The blood of the vampire
“O! what does it signify?” said Harriet, drawing her chair closer to that of Mrs. Pullen, “we can do very well without her. I don’t think she’s very nice, do you?”

“You must not speak of Miss Leyton like that to me, Miss Brandt,” remonstrated Margaret, gently, “because--she is a great friend of our family.”

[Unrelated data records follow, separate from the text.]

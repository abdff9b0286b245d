// SPDX-FileCopyrightText: 2026 Mattia Egloff <mattia.egloff@pm.me>
//
// SPDX-License-Identifier: GPL-3.0-or-later

//! Registration storage operations.

use rusqlite::params;

use super::{Storage, StorageError};
use crate::registration::Registration;

impl Storage {
    // === Registration Operations ===

    /// Saves the server-assigned registration, replacing any previous one.
    pub fn save_registration(&self, registration: &Registration) -> Result<(), StorageError> {
        self.conn.execute(
            "INSERT OR REPLACE INTO registration
             (id, device_id, server_public_key, protocol_version, registered_at)
             VALUES (1, ?1, ?2, ?3, ?4)",
            params![
                registration.device_id,
                registration.server_public_key.as_slice(),
                registration.protocol_version,
                registration.registered_at as i64,
            ],
        )?;
        Ok(())
    }

    /// Loads the registration, if any.
    pub fn load_registration(&self) -> Result<Option<Registration>, StorageError> {
        let result = self.conn.query_row(
            "SELECT device_id, server_public_key, protocol_version, registered_at
             FROM registration WHERE id = 1",
            [],
            |row| {
                Ok((
                    row.get::<_, String>(0)?,
                    row.get::<_, Vec<u8>>(1)?,
                    row.get::<_, u32>(2)?,
                    row.get::<_, i64>(3)?,
                ))
            },
        );

        match result {
            Ok((device_id, key, protocol_version, registered_at)) => {
                let server_public_key: [u8; 32] = key.try_into().map_err(|_| {
                    StorageError::Serialization("server public key must be 32 bytes".into())
                })?;
                Ok(Some(Registration {
                    device_id,
                    server_public_key,
                    protocol_version,
                    registered_at: registered_at as u64,
                }))
            }
            Err(rusqlite::Error::QueryReturnedNoRows) => Ok(None),
            Err(e) => Err(StorageError::Database(e)),
        }
    }

    /// Checks if a registration exists.
    pub fn has_registration(&self) -> Result<bool, StorageError> {
        let count: i64 =
            self.conn
                .query_row("SELECT COUNT(*) FROM registration", [], |row| row.get(0))?;
        Ok(count > 0)
    }

    /// Removes registration, pending contacts and exposure status in one transaction.
    pub fn wipe_protocol_state(&self) -> Result<(), StorageError> {
        let tx = self.conn.unchecked_transaction()?;
        tx.execute("DELETE FROM registration", [])?;
        tx.execute("DELETE FROM pending_contacts", [])?;
        tx.execute("DELETE FROM exposure_status", [])?;
        tx.commit()?;
        Ok(())
    }
}

#[cfg(test)]
mod tests {
    use super::*;
    use crate::contact::ContactRecord;
    use crate::crypto::SymmetricKey;

    fn sample() -> Registration {
        Registration {
            device_id: "device-42".into(),
            server_public_key: [9u8; 32],
            protocol_version: 6,
            registered_at: 1_700_000_000,
        }
    }

    #[test]
    fn test_save_load_registration() {
        let storage = Storage::in_memory(SymmetricKey::generate()).unwrap();
        assert!(storage.load_registration().unwrap().is_none());

        storage.save_registration(&sample()).unwrap();

        assert_eq!(storage.load_registration().unwrap(), Some(sample()));
        assert!(storage.has_registration().unwrap());
    }

    #[test]
    fn test_wipe_protocol_state() {
        let storage = Storage::in_memory(SymmetricKey::generate()).unwrap();
        storage.save_registration(&sample()).unwrap();
        storage
            .append_pending_contacts(&[ContactRecord::new(1, 2, "m", 3, 4).unwrap()], 1)
            .unwrap();

        storage.wipe_protocol_state().unwrap();

        assert!(!storage.has_registration().unwrap());
        assert_eq!(storage.pending_contact_count().unwrap(), 0);
        assert!(storage.load_exposure_status().unwrap().is_none());
    }
}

She had been going to say, “Because she will be my sister-in-law before long,” but remembered Elinor’s request in time, and substituted the other sentence.

“I don’t think she’s very kind, though,” persisted the other.

“It is only her manner, Miss Brandt! She does not mean anything by it!”

“But you are so different,” said the girl as she crept still closer, “I could see it when you smiled at me at dinner. I knew I should like you at once. And I want you to like me too--so much! It has been the dream of my life to have some friends. That is why I would not stay in Jamaica. I don’t like the people there! I want friends--real friends!”

“But you must have had plenty of friends of your own age in the Convent.”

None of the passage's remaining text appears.